Honor Among Bandits: No-Regret Learning for Online Fair Division
Ariel D. Procaccia, Benjamin Schiffer, Shirley Zhang
TL;DR
This paper tackles online fair division with unknown, type-dependent valuations by framing learning as a stochastic bandit problem under fairness constraints. It proposes an explore-then-commit algorithm that leverages a confidence-region LP to enforce envy-freeness in expectation or proportionality in expectation while achieving a near-optimal social welfare, yielding a regret of $ ilde{O}(T^{2/3})$. The authors establish matching lower bounds up to logarithmic factors, demonstrating tightness, and develop fairness-machinery that exploits structure in the fairness constraints to enable faster learning. The results advance the understanding of learning under multi-armed-bandit style constraints and have practical implications for online allocation problems where fairness matters, such as food donation and resource distribution.
Abstract
We consider the problem of online fair division of indivisible goods to players when there are a finite number of types of goods and player values are drawn from distributions with unknown means.
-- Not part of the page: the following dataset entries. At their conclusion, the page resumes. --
//! Search result records and tool output status.
//!
//! A [`SearchRecord`] is one retrieved slice of a legal document with
//! its structured metadata and optional enrichment fields. Records are
//! immutable results of one search call.

use serde::{Deserialize, Serialize};

/// Status of a tool invocation's output.
#[derive(Debug, Clone, Copy, PartialEq, Eq, Serialize, Deserialize)]
#[serde(rename_all = "lowercase")]
pub enum ToolStatus {
    /// The tool ran to completion (possibly with zero records).
    Success,
    /// The tool failed.
    Error,
}

/// Which retrieval strategy produced a search outcome.
#[derive(Debug, Clone, Copy, PartialEq, Eq, Serialize, Deserialize)]
#[serde(rename_all = "snake_case")]
pub enum DataSource {
    /// Exact-article fast path: chunks fetched directly by ID.
    Direct,
    /// Filtered semantic vector search.
    Semantic,
    /// The referenced law does not exist in the catalog.
    NotFound,
}

impl DataSource {
    /// Returns the canonical snake_case name.
    #[must_use]
    pub const fn as_str(self) -> &'static str {
        match self {
            Self::Direct => "direct",
            Self::Semantic => "semantic",
            Self::NotFound => "not_found",
        }
    }
}

impl std::fmt::Display for DataSource {
    fn fmt(&self, f: &mut std::fmt::Formatter<'_>) -> std::fmt::Result {
        f.write_str(self.as_str())
    }
}

/// Doc type used for explicit "law not found" records.
pub const ERROR_DOC_TYPE: &str = "error";

/// One retrieved legal text chunk with metadata and enrichment.
#[derive(Debug, Clone, PartialEq, Serialize, Deserialize)]
pub struct SearchRecord {
    /// Stable chunk identifier.
    pub doc_id: String,
    /// Law title (normalized form).
    pub law_title: String,
    /// Article number like `제7조` or `제7조의2`, when the chunk is an
    /// article.
    #[serde(default)]
    pub article_number: Option<String>,
    /// Article heading, when present.
    #[serde(default)]
    pub article_title: Option<String>,
    /// Chunk text.
    pub content: String,
    /// Domain category bucket.
    pub category: String,
    /// Document kind (statute, enforcement decree, ...).
    pub doc_type: String,
    /// Relevance in [0, 1]; 1.0 on the direct path.
    pub relevance_score: f32,
    /// Enrichment: total article count of the law.
    #[serde(default)]
    pub total_articles: Option<u32>,
    /// Enrichment: enforcement date (ISO-8601 date string).
    #[serde(default)]
    pub enforcement_date: Option<String>,
    /// Enrichment: official law number.
    #[serde(default)]
    pub law_number: Option<String>,
    /// Enrichment: last article number of the law.
    #[serde(default)]
    pub last_article: Option<String>,
}

impl SearchRecord {
    /// Builds the explicit "law not found" record for an exact-article
    /// query whose law is absent from the catalog.
    #[must_use]
    pub fn law_not_found(law_title: &str, query: &str) -> Self {
        Self {
            doc_id: String::new(),
            law_title: law_title.to_string(),
            article_number: None,
            article_title: None,
            content: format!(
                "'{law_title}' 법령을 찾을 수 없습니다. 법령명을 확인해 주세요. (질의: {query})"
            ),
            category: String::new(),
            doc_type: ERROR_DOC_TYPE.to_string(),
            relevance_score: 0.0,
            total_articles: None,
            enforcement_date: None,
            law_number: None,
            last_article: None,
        }
    }

    /// Returns `true` for the "law not found" marker record.
    #[must_use]
    pub fn is_error(&self) -> bool {
        self.doc_type == ERROR_DOC_TYPE
    }

    /// Citation string for source lists, e.g. `주택임대차보호법 제7조`.
    #[must_use]
    pub fn citation(&self) -> String {
        match &self.article_number {
            Some(article) => format!("{} {article}", self.law_title),
            None => self.law_title.clone(),
        }
    }
}

/// Result of one `HybridLegalSearch` call.
#[derive(Debug, Clone, Serialize)]
pub struct SearchOutcome {
    /// Call status. An empty result set is still `success`.
    pub status: ToolStatus,
    /// Retrieved records.
    pub data: Vec<SearchRecord>,
    /// `data.len()`.
    pub count: usize,
    /// Strategy that produced the records.
    pub data_source: DataSource,
    /// The query as searched.
    pub query: String,
}

impl SearchOutcome {
    /// Builds a successful outcome from records.
    #[must_use]
    pub fn success(data: Vec<SearchRecord>, data_source: DataSource, query: &str) -> Self {
        Self {
            status: ToolStatus::Success,
            count: data.len(),
            data,
            data_source,
            query: query.to_string(),
        }
    }
}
Our goal is to maximize social welfare subject to allocating the goods fairly in expectation. When a player's value for an item is unknown at the time of allocation, we show that this problem reduces to a variant of (stochastic) multi-armed bandits, where there exists an arm for each player's value for each type of good. At each time step, we choose a distribution over arms which determines how the next item is allocated. We consider two sets of fairness constraints for this problem: envy-freeness in expectation and proportionality in expectation. Our main result is the design of an explore-then-commit algorithm that achieves $\tilde{O}(T^{2/3})$ regret while maintaining either fairness constraint. This result relies on unique properties fundamental to fair-division constraints that allow faster rates of learning, despite the restricted action space. We also prove a lower bound of $\tildeΩ(T^{2/3})$ regret for our setting, showing that our results are tight.